ANNAPOLIS, Md. — The battle of the experts continued in court Monday for day nine of the Capital Gazette mass shooter trial.
The state’s first mental health expert disagreed with the defense’s experts, testifying that the gunman Jarrod Ramos’ disorders are personality related and not psychotic.
Psychologist Marshall Cowan, who works at Clifton T. Perkins Hospital Center, Maryland’s maximum security psychiatric facility, was accepted as an expert witness for the state. He was assigned to perform a psychological evaluation of the defendant because another state’s witness asked for a second opinion.
Cowan spent eight hours with Ramos, using several tests and conversations and diagnosed him with Schizotypal personality disorder and narcissistic personality disorder, with obsessive compulsive personality disorder traits. He did not find any evidence that the defendant was exaggerating symptoms.
Cowan reported issues with thinking and interacting with other people, a tendency to isolate and be suspicious and a sense of guarded-ness. Cowan said Ramos was odd in his presentation and in some cases, over forth coming. He had endorsed paranoia about the court system and the people involved in his lawsuit.
He said he ruled out psychotic disorders, saying Ramos had overvalued ideas but not delusions. He disagreed with the defense experts that he has autism spectrum disorder, saying it would be difficult to diagnose a 39-year-old man with autism. Cowan said Ramos denied having compulsions like described with OCD.
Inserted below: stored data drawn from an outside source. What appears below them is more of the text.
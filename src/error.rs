use std::collections::HashMap;
use std::fmt;
use std::sync::Arc;

use serde::{Deserialize, Serialize};
use thiserror::Error;

use crate::eval::value::Value;

/// Source location of a step or expression. `0:0` means unknown.
#[derive(Debug, Clone, Copy, Default, PartialEq, Eq, Hash, Serialize, Deserialize)]
pub struct Position {
    pub line: usize,
    pub column: usize,
}

impl Position {
    pub fn new(line: usize, column: usize) -> Self {
        Self { line, column }
    }

    pub fn is_unknown(&self) -> bool {
        self.line == 0 && self.column == 0
    }
}

impl fmt::Display for Position {
    fn fmt(&self, f: &mut fmt::Formatter<'_>) -> fmt::Result {
        write!(f, "{}:{}", self.line, self.column)
    }
}

/// Stable error codes. The discriminant doubles as the numeric status
/// reported by command execution.
#[derive(
    Debug,
    Clone,
    Copy,
    PartialEq,
    Eq,
    Hash,
    Serialize,
    Deserialize,
    strum::Display,
    strum::IntoStaticStr,
    strum::EnumIter,
)]
#[repr(i32)]
pub enum ErrorCode {
    Internal = 1,
    Duplicate = 2,
    KeyNotFound = 3,
    ProcNotFound = 4,
    Policy = 5,
    ToolNotFound = 6,
    ResourceExhaustion = 7,
    Type = 8,
    WriteViolation = 9,
    ReturnViolation = 10,
    FailStatement = 11,
    External = 12,
    UnknownKeyword = 13,
    MustFailed = 14,
    ClearViolation = 15,
    ArgMismatch = 16,
    Parse = 17,
    DivisionByZero = 18,
    // 制御用 (loops only, never shown to users)
    Break = 100,
    Continue = 101,
}

impl ErrorCode {
    pub fn status(self) -> i32 {
        self as i32
    }

    pub fn is_control(self) -> bool {
        matches!(self, ErrorCode::Break | ErrorCode::Continue)
    }
}

type Cause = Arc<dyn std::error::Error + Send + Sync>;

/// The single error type flowing through the execution engine.
///
/// Errors are values: they are cloned into handler variables, carried across
/// task boundaries for event dispatch, and compared by code in tests. The
/// optional cause keeps the native error of a collaborator (provider, store,
/// policy gate) reachable through [`std::error::Error::source`].
#[derive(Clone, Error)]
#[error("[{code}] {message}{}", describe_context(.position, .cause))]
pub struct RuntimeError {
    pub code: ErrorCode,
    pub message: String,
    pub position: Option<Position>,
    #[source]
    cause: Option<Cause>,
    // set once a frame handler has seen the error, reset at procedure boundaries
    pub(crate) handled: bool,
}

pub type RuntimeResult<T> = Result<T, RuntimeError>;

impl RuntimeError {
    pub fn new(code: ErrorCode, message: impl Into<String>) -> Self {
        Self {
            code,
            message: message.into(),
            position: None,
            cause: None,
            handled: false,
        }
    }

    pub fn internal(message: impl Into<String>) -> Self {
        Self::new(ErrorCode::Internal, message)
    }

    pub fn type_error(message: impl Into<String>) -> Self {
        Self::new(ErrorCode::Type, message)
    }

    pub fn key_not_found(message: impl Into<String>) -> Self {
        Self::new(ErrorCode::KeyNotFound, message)
    }

    pub fn break_signal() -> Self {
        Self::new(ErrorCode::Break, "break")
    }

    pub fn continue_signal() -> Self {
        Self::new(ErrorCode::Continue, "continue")
    }

    pub fn with_position(mut self, position: Position) -> Self {
        self.position = Some(position);
        self
    }

    pub fn with_cause<E>(mut self, cause: E) -> Self
    where
        E: std::error::Error + Send + Sync + 'static,
    {
        self.cause = Some(Arc::new(cause));
        self
    }

    /// Stamps `position` only when the error does not carry one yet.
    pub fn at_if_unknown(mut self, position: Position) -> Self {
        if self.position.map_or(true, |p| p.is_unknown()) && !position.is_unknown() {
            self.position = Some(position);
        }
        self
    }

    pub fn is_control(&self) -> bool {
        self.code.is_control()
    }

    pub fn status(&self) -> i32 {
        self.code.status()
    }

    pub fn cause(&self) -> Option<&(dyn std::error::Error + Send + Sync + 'static)> {
        self.cause.as_deref()
    }

    pub(crate) fn mark_handled(mut self) -> Self {
        self.handled = true;
        self
    }

    /// Converts an error leaving a procedure, event handler or command block
    /// into what the caller is allowed to see. Loop sentinels cannot cross
    /// a frame boundary.
    pub(crate) fn into_caller_error(mut self) -> Self {
        if self.is_control() {
            let keyword = if self.code == ErrorCode::Break {
                "break"
            } else {
                "continue"
            };
            let position = self.position;
            self = RuntimeError::internal(format!("'{}' used outside of a loop", keyword));
            self.position = position;
        }
        self.handled = false;
        self
    }

    /// Script-visible representation bound into the error variable of an
    /// `on_error` block.
    pub fn to_value(&self) -> Value {
        let mut map = HashMap::new();
        map.insert("code".to_string(), Value::Number(self.status() as f64));
        let kind: &'static str = self.code.into();
        map.insert("kind".to_string(), Value::String(kind.to_string()));
        map.insert("message".to_string(), Value::String(self.message.clone()));
        let position = self.position.unwrap_or_default();
        map.insert("line".to_string(), Value::Number(position.line as f64));
        map.insert("column".to_string(), Value::Number(position.column as f64));
        Value::Map(map)
    }
}

impl fmt::Debug for RuntimeError {
    fn fmt(&self, f: &mut fmt::Formatter<'_>) -> fmt::Result {
        f.debug_struct("RuntimeError")
            .field("code", &self.code)
            .field("message", &self.message)
            .field("position", &self.position)
            .field("cause", &self.cause.as_ref().map(|c| c.to_string()))
            .finish()
    }
}

fn describe_context(position: &Option<Position>, cause: &Option<Cause>) -> String {
    let mut tail = String::new();
    if let Some(position) = position.filter(|p| !p.is_unknown()) {
        tail.push_str(&format!(" (at {})", position));
    }
    if let Some(cause) = cause {
        tail.push_str(&format!(": {}", cause));
    }
    tail
}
He said he doesn’t want to over-pathologize people and he looks for the easiest diagnosis that best explains the behaviors and that is the two personality disorders.
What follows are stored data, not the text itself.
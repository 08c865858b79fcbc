use std::sync::Arc;

use async_trait::async_trait;
use dashmap::mapref::entry::Entry;
use dashmap::DashMap;
use serde::{Deserialize, Serialize};
use tracing::info;

use crate::eval::value::Value;
use crate::policy::{Capability, PolicyGate};

use super::{StoreError, StoreResult};

const KIND: &str = "agent model";

/// Named binding of a provider model, as addressed by `ask`.
#[derive(Debug, Clone, PartialEq, Serialize, Deserialize)]
pub struct AgentModel {
    pub name: String,
    /// Provider name in the registry. Empty means the primary provider.
    #[serde(default)]
    pub provider: String,
    pub model: String,
    #[serde(default)]
    pub account: Option<String>,
    #[serde(default)]
    pub allow_loop: bool,
    #[serde(default = "default_max_turns")]
    pub max_turns: usize,
    #[serde(default)]
    pub temperature: Option<f32>,
}

fn default_max_turns() -> usize {
    5
}

impl AgentModel {
    pub fn new(name: impl Into<String>, provider: impl Into<String>, model: impl Into<String>) -> Self {
        Self {
            name: name.into(),
            provider: provider.into(),
            model: model.into(),
            account: None,
            allow_loop: false,
            max_turns: default_max_turns(),
            temperature: None,
        }
    }

    pub fn with_account(mut self, account: impl Into<String>) -> Self {
        self.account = Some(account.into());
        self
    }

    pub fn looping(mut self, max_turns: usize) -> Self {
        self.allow_loop = true;
        self.max_turns = max_turns;
        self
    }

    pub fn validate(&self) -> StoreResult<()> {
        if self.name.trim().is_empty() {
            return Err(StoreError::Invalid {
                kind: KIND,
                reason: "name must not be empty".to_string(),
            });
        }
        if self.max_turns == 0 {
            return Err(StoreError::Invalid {
                kind: KIND,
                reason: "max_turns must be positive".to_string(),
            });
        }
        Ok(())
    }

    /// Script-visible description. Never includes credentials.
    pub fn to_value(&self) -> Value {
        Value::map([
            ("name", Value::from(self.name.as_str())),
            ("provider", Value::from(self.provider.as_str())),
            ("model", Value::from(self.model.as_str())),
            ("allow_loop", Value::from(self.allow_loop)),
            ("max_turns", Value::from(self.max_turns as i64)),
        ])
    }
}

#[async_trait]
pub trait AgentModelStore: Send + Sync {
    async fn register(&self, model: AgentModel) -> StoreResult<()>;
    async fn get(&self, name: &str) -> StoreResult<AgentModel>;
    async fn update(&self, model: AgentModel) -> StoreResult<()>;
    async fn delete(&self, name: &str) -> StoreResult<()>;
    async fn list(&self) -> StoreResult<Vec<AgentModel>>;
}

#[derive(Debug, Default)]
pub struct InMemoryAgentModelStore {
    models: DashMap<String, AgentModel>,
}

impl InMemoryAgentModelStore {
    pub fn new() -> Self {
        Self::default()
    }
}

#[async_trait]
impl AgentModelStore for InMemoryAgentModelStore {
    async fn register(&self, model: AgentModel) -> StoreResult<()> {
        model.validate()?;
        match self.models.entry(model.name.clone()) {
            Entry::Occupied(_) => Err(StoreError::Duplicate {
                kind: KIND,
                name: model.name,
            }),
            Entry::Vacant(entry) => {
                entry.insert(model);
                Ok(())
            }
        }
    }

    async fn get(&self, name: &str) -> StoreResult<AgentModel> {
        self.models
            .get(name)
            .map(|m| m.clone())
            .ok_or_else(|| not_found(name))
    }

    async fn update(&self, model: AgentModel) -> StoreResult<()> {
        model.validate()?;
        match self.models.get_mut(&model.name) {
            Some(mut existing) => {
                *existing = model;
                Ok(())
            }
            None => Err(not_found(&model.name)),
        }
    }

    async fn delete(&self, name: &str) -> StoreResult<()> {
        self.models
            .remove(name)
            .map(|_| ())
            .ok_or_else(|| not_found(name))
    }

    async fn list(&self) -> StoreResult<Vec<AgentModel>> {
        let mut models: Vec<AgentModel> = self.models.iter().map(|e| e.value().clone()).collect();
        models.sort_by(|a, b| a.name.cmp(&b.name));
        Ok(models)
    }
}

fn not_found(name: &str) -> StoreError {
    StoreError::NotFound {
        kind: KIND,
        name: name.to_string(),
    }
}

/// Capability-checked mutation of agent models.
#[derive(Clone)]
pub struct AgentModelAdmin {
    store: Arc<dyn AgentModelStore>,
    policy: Arc<dyn PolicyGate>,
}

impl AgentModelAdmin {
    pub fn new(store: Arc<dyn AgentModelStore>, policy: Arc<dyn PolicyGate>) -> Self {
        Self { store, policy }
    }

    fn authorize(&self) -> StoreResult<()> {
        Ok(self.policy.check(&Capability::model_admin())?)
    }

    pub async fn register(&self, model: AgentModel) -> StoreResult<()> {
        self.authorize()?;
        info!(model = %model.name, "agent model registered");
        self.store.register(model).await
    }

    pub async fn update(&self, model: AgentModel) -> StoreResult<()> {
        self.authorize()?;
        self.store.update(model).await
    }

    pub async fn delete(&self, name: &str) -> StoreResult<()> {
        self.authorize()?;
        self.store.delete(name).await
    }

    pub async fn get(&self, name: &str) -> StoreResult<AgentModel> {
        self.store.get(name).await
    }

    pub async fn list(&self) -> StoreResult<Vec<AgentModel>> {
        self.store.list().await
    }

    pub fn reader(&self) -> AgentModelReader {
        AgentModelReader::new(self.store.clone())
    }
}

/// Read-only view handed to scripts and the `ask` loop.
#[derive(Clone)]
pub struct AgentModelReader {
    store: Arc<dyn AgentModelStore>,
}

impl AgentModelReader {
    pub fn new(store: Arc<dyn AgentModelStore>) -> Self {
        Self { store }
    }

    pub async fn get(&self, name: &str) -> StoreResult<AgentModel> {
        self.store.get(name).await
    }

    pub async fn list(&self) -> StoreResult<Vec<AgentModel>> {
        self.store.list().await
    }
}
He was not able to see any evidence or discovery materials until after his report was finished. Once he got a hold of those findings after the fact, Cowan said it strengthened his diagnostic opinion.
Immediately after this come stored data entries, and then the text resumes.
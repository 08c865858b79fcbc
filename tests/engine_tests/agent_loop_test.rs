use std::sync::atomic::{AtomicUsize, Ordering};
use std::sync::{Arc, Mutex};

use async_trait::async_trait;
use secrecy::ExposeSecret;
use sandstep::provider::{
    AIProvider, ChatRequest, ChatResponse, ProviderContext, ProviderError, ProviderRegistry,
    ProviderResult,
};
use sandstep::store::{Account, AccountStore, AgentModel, AgentModelStore};
use sandstep::{ErrorCode, Expression as E, Interpreter, RuntimeError, Step, Value};
use serde_json::json;

use super::Recorder;

/// Replays canned replies in order and remembers every request.
struct ScriptedProvider {
    replies: Vec<String>,
    calls: AtomicUsize,
    requests: Mutex<Vec<(usize, serde_json::Value, String)>>,
}

impl ScriptedProvider {
    fn new(replies: Vec<String>) -> Arc<Self> {
        Arc::new(Self {
            replies,
            calls: AtomicUsize::new(0),
            requests: Mutex::new(vec![]),
        })
    }

    fn calls(&self) -> usize {
        self.calls.load(Ordering::SeqCst)
    }

    fn request(&self, index: usize) -> serde_json::Value {
        self.requests.lock().unwrap()[index].1.clone()
    }
}

#[async_trait]
impl AIProvider for ScriptedProvider {
    fn name(&self) -> &str {
        "scripted"
    }

    async fn chat(
        &self,
        context: &ProviderContext,
        request: &ChatRequest,
    ) -> ProviderResult<ChatResponse> {
        let index = self.calls.fetch_add(1, Ordering::SeqCst);
        self.requests.lock().unwrap().push((
            context.turn,
            serde_json::from_str(&request.prompt).unwrap(),
            request.api_key.expose_secret().to_string(),
        ));
        let reply = self
            .replies
            .get(index)
            .or(self.replies.last())
            .cloned()
            .unwrap_or_default();
        Ok(ChatResponse::text(reply))
    }
}

fn reply(lines: &[&str], signal: Option<&str>) -> String {
    let actions: Vec<Step> = lines.iter().map(|l| Step::emit(E::string(*l))).collect();
    let mut envelope = json!({ "actions": actions });
    if let Some(signal) = signal {
        envelope["loop"] = json!({ "signal": signal, "reason": "scripted" });
    }
    envelope.to_string()
}

struct Harness {
    interp: Interpreter,
    provider: Arc<ScriptedProvider>,
    recorder: Recorder,
}

async fn harness(model: AgentModel, replies: Vec<String>) -> Harness {
    let provider = ScriptedProvider::new(replies);
    let providers = Arc::new(ProviderRegistry::new());
    providers
        .register_provider("scripted", provider.clone())
        .await
        .unwrap();
    let recorder = Recorder::default();
    let interp = Interpreter::builder()
        .host(recorder.host())
        .providers(providers)
        .build()
        .unwrap();
    interp
        .services()
        .agent_models
        .register(model)
        .await
        .unwrap();
    Harness {
        interp,
        provider,
        recorder,
    }
}

async fn ask(interp: &Interpreter, model: &str) -> Result<Value, RuntimeError> {
    interp
        .execute(vec![
            Step::ask(model, E::string("plan a trip"), "answer"),
            Step::ret(E::var("answer")),
        ])
        .await
        .into_result()
}

#[tokio::test]
async fn test_loop_runs_until_done() {
    let h = harness(
        AgentModel::new("helper", "scripted", "m").looping(5),
        vec![
            reply(&["turn 1"], Some("continue")),
            reply(&["turn 2", "more"], Some("continue")),
            reply(&["turn 3"], Some("done")),
        ],
    )
    .await;

    let answer = ask(&h.interp, "helper").await.unwrap();
    assert_eq!(answer, Value::from("turn 3"));
    assert_eq!(h.provider.calls(), 3);

    let first = h.provider.request(0);
    assert_eq!(first["user_data"]["subject"], "helper");
    assert_eq!(first["user_data"]["fields"]["prompt"], "plan a trip");
    assert!(first["user_data"]["fields"].get("previous_output").is_none());
    let third = h.provider.request(2);
    assert_eq!(third["user_data"]["fields"]["turn"], 3);
    assert_eq!(third["user_data"]["fields"]["previous_output"], "turn 2\nmore");

    // 出力はホストに流れない
    assert!(h.recorder.emitted().is_empty());
}

#[tokio::test]
async fn test_loop_stops_at_max_turns() {
    let h = harness(
        AgentModel::new("helper", "scripted", "m").looping(2),
        vec![
            reply(&["turn 1"], Some("continue")),
            reply(&["turn 2"], Some("continue")),
            reply(&["turn 3"], Some("continue")),
        ],
    )
    .await;

    let answer = ask(&h.interp, "helper").await.unwrap();
    assert_eq!(answer, Value::from("turn 2"));
    assert_eq!(h.provider.calls(), 2);
}

#[tokio::test]
async fn test_loop_stops_when_output_repeats() {
    let h = harness(
        AgentModel::new("helper", "scripted", "m").looping(5),
        vec![reply(&["same"], Some("continue"))],
    )
    .await;

    let answer = ask(&h.interp, "helper").await.unwrap();
    assert_eq!(answer, Value::from("same"));
    assert_eq!(h.provider.calls(), 2);
}

#[tokio::test]
async fn test_missing_signal_stops_after_one_turn() {
    let h = harness(
        AgentModel::new("helper", "scripted", "m").looping(5),
        vec![reply(&["only"], None), reply(&["never"], Some("done"))],
    )
    .await;

    assert_eq!(ask(&h.interp, "helper").await.unwrap(), Value::from("only"));
    assert_eq!(h.provider.calls(), 1);
}

#[tokio::test]
async fn test_unknown_model_fails_before_provider_call() {
    let h = harness(
        AgentModel::new("helper", "scripted", "m"),
        vec![reply(&["x"], Some("done"))],
    )
    .await;

    let err = ask(&h.interp, "missing_agent").await.unwrap_err();
    assert_eq!(err.code, ErrorCode::KeyNotFound);
    assert_eq!(h.provider.calls(), 0);
}

#[tokio::test]
async fn test_non_looping_model_rejects_continue() {
    let h = harness(
        AgentModel::new("helper", "scripted", "m"),
        vec![reply(&["turn 1"], Some("continue"))],
    )
    .await;

    let err = ask(&h.interp, "helper").await.unwrap_err();
    assert_eq!(err.code, ErrorCode::Policy);
    assert_eq!(h.provider.calls(), 1);
}

#[tokio::test]
async fn test_abort_and_malformed_replies() {
    let h = harness(
        AgentModel::new("helper", "scripted", "m").looping(3),
        vec![reply(&[], Some("abort"))],
    )
    .await;
    let err = ask(&h.interp, "helper").await.unwrap_err();
    assert_eq!(err.code, ErrorCode::External);
    assert!(err.message.contains("scripted"));

    let h = harness(
        AgentModel::new("helper", "scripted", "m"),
        vec!["I'd rather chat in prose".to_string()],
    )
    .await;
    let err = ask(&h.interp, "helper").await.unwrap_err();
    assert_eq!(err.code, ErrorCode::Parse);
}

#[tokio::test]
async fn test_account_credentials_reach_provider() {
    let h = harness(
        AgentModel::new("helper", "scripted", "m").with_account("team"),
        vec![reply(&["ok"], Some("done"))],
    )
    .await;

    let err = ask(&h.interp, "helper").await.unwrap_err();
    assert_eq!(err.code, ErrorCode::KeyNotFound);
    assert_eq!(h.provider.calls(), 0);

    h.interp
        .services()
        .accounts
        .register(Account::new("team", "scripted", "sk-test"))
        .await
        .unwrap();
    assert_eq!(ask(&h.interp, "helper").await.unwrap(), Value::from("ok"));
    assert_eq!(h.provider.requests.lock().unwrap()[0].2, "sk-test");
}

#[tokio::test]
async fn test_failing_action_fails_the_ask() {
    let h = harness(
        AgentModel::new("helper", "scripted", "m"),
        vec![json!({
            "actions": [Step::call("no_such_procedure", vec![])],
            "loop": { "signal": "done" }
        })
        .to_string()],
    )
    .await;

    let err = ask(&h.interp, "helper").await.unwrap_err();
    assert_eq!(err.code, ErrorCode::ProcNotFound);
}

struct Unreachable;

#[async_trait]
impl AIProvider for Unreachable {
    fn name(&self) -> &str {
        "unreachable"
    }

    async fn chat(&self, _: &ProviderContext, _: &ChatRequest) -> ProviderResult<ChatResponse> {
        Err(ProviderError::ApiError("connection refused".to_string()))
    }
}

#[tokio::test]
async fn test_provider_failure_is_external() {
    let providers = Arc::new(ProviderRegistry::new());
    providers
        .register_provider("unreachable", Arc::new(Unreachable))
        .await
        .unwrap();
    let interp = Interpreter::builder()
        .providers(providers)
        .build()
        .unwrap();
    interp
        .services()
        .agent_models
        .register(AgentModel::new("helper", "unreachable", "m"))
        .await
        .unwrap();

    let err = ask(&interp, "helper").await.unwrap_err();
    assert_eq!(err.code, ErrorCode::External);
    assert!(err.to_string().contains("connection refused"));
}

#[tokio::test]
async fn test_structured_prompt_is_sent_as_json() {
    let h = harness(
        AgentModel::new("helper", "scripted", "m"),
        vec![reply(&["ok"], Some("done"))],
    )
    .await;

    let prompt = E::Map(vec![
        ("city".to_string(), E::string("Kyoto")),
        ("days".to_string(), E::number(3)),
        ("tags".to_string(), E::List(vec![E::string("food")])),
    ]);
    h.interp
        .execute(vec![Step::ask("helper", prompt, "answer")])
        .await
        .into_result()
        .unwrap();

    let fields = &h.provider.request(0)["user_data"]["fields"];
    assert_eq!(
        fields["prompt"],
        json!({ "city": "Kyoto", "days": 3.0, "tags": ["food"] })
    );
}

#[tokio::test]
async fn test_nested_error_handler_in_actions_is_rejected() {
    let h = harness(
        AgentModel::new("helper", "scripted", "m"),
        vec![json!({
            "actions": [Step::new(sandstep::StepKind::While {
                condition: E::bool(false),
                body: vec![Step::on_error(vec![])],
            })],
            "loop": { "signal": "done" }
        })
        .to_string()],
    )
    .await;

    let err = ask(&h.interp, "helper").await.unwrap_err();
    assert_eq!(err.code, ErrorCode::UnknownKeyword);
}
The jury also heard from state expert clinical psychology witness Dr. Scott Bender. He did not evaluate Ramos, but instead evaluated all the reports and testing completed about him. Bender said he believes there should have been more testing done.
He found the absence of medical and academic records from age 0-18 makes it unlikely Ramos has autism spectrum disorder or it would be very mild. Bender said any evidence of ASD came from Ramos or his sister directly and not from development.
Bender said the test that was done for OCD could also test for OCPD, and someone taking the test could easily make it look like they have OCD on purpose. He described OCPD has the excessive need for order and perfection but there’s not a lot of distress or intrusive thoughts, whereas people with OCD have compulsions that are designed to get rid of the worry, i.e. checking if the door is locked over and over or washing your hands over and over even if they start bleeding.
On the delusional disorder diagnosis, Bender said his score was right at the cut off so the odds are better that he has delusional features than not, but the explanation could be because he was in jail and pre-trial at the time of the test.
Dr. Gregory Saathoff was the state’s last witness for the day, accepted as an expert forensic psychiatrist.
He also did not evaluate Ramos, but he has access to more information than Bender to make his assessment, including videos of Ramos after his arrest, a tour of his cell and interviews with jail staff, as well as the other expert reports from the state and defense. He also interviewed Ramos’ sister for two hours.
He noted that the defense experts gave an excessive reliance on what Ramos told them instead of corroborating his statements. He said the experts came to conclusions about his diagnosis that no other mental health professional who evaluated him came to, based on unverified statements.
For instance, he told defense experts that he compulsively pulled out his eyebrows. Saathoff was not able to find any evidence of that. Also, he noted that Ramos told defense experts that the only way he could read the newspaper in his cell was while pacing, but in interviews with correctional officers, they told Saathoff that he would read in his bunk and they never saw him walking in his cell, reading.
He also said that although Ramos told the defense experts that he was germaphobe, but Saathoff learned he would eat off of other inmates plates, which he believes in inconsistent. He also noted that he gathered from interviews that Ramos treated correctional officers and mental health professionals different. He would engage with correctional officers but would not cooperate with mental health professionals.
The trial will pick back up Tuesday with the Dr. Saathoff.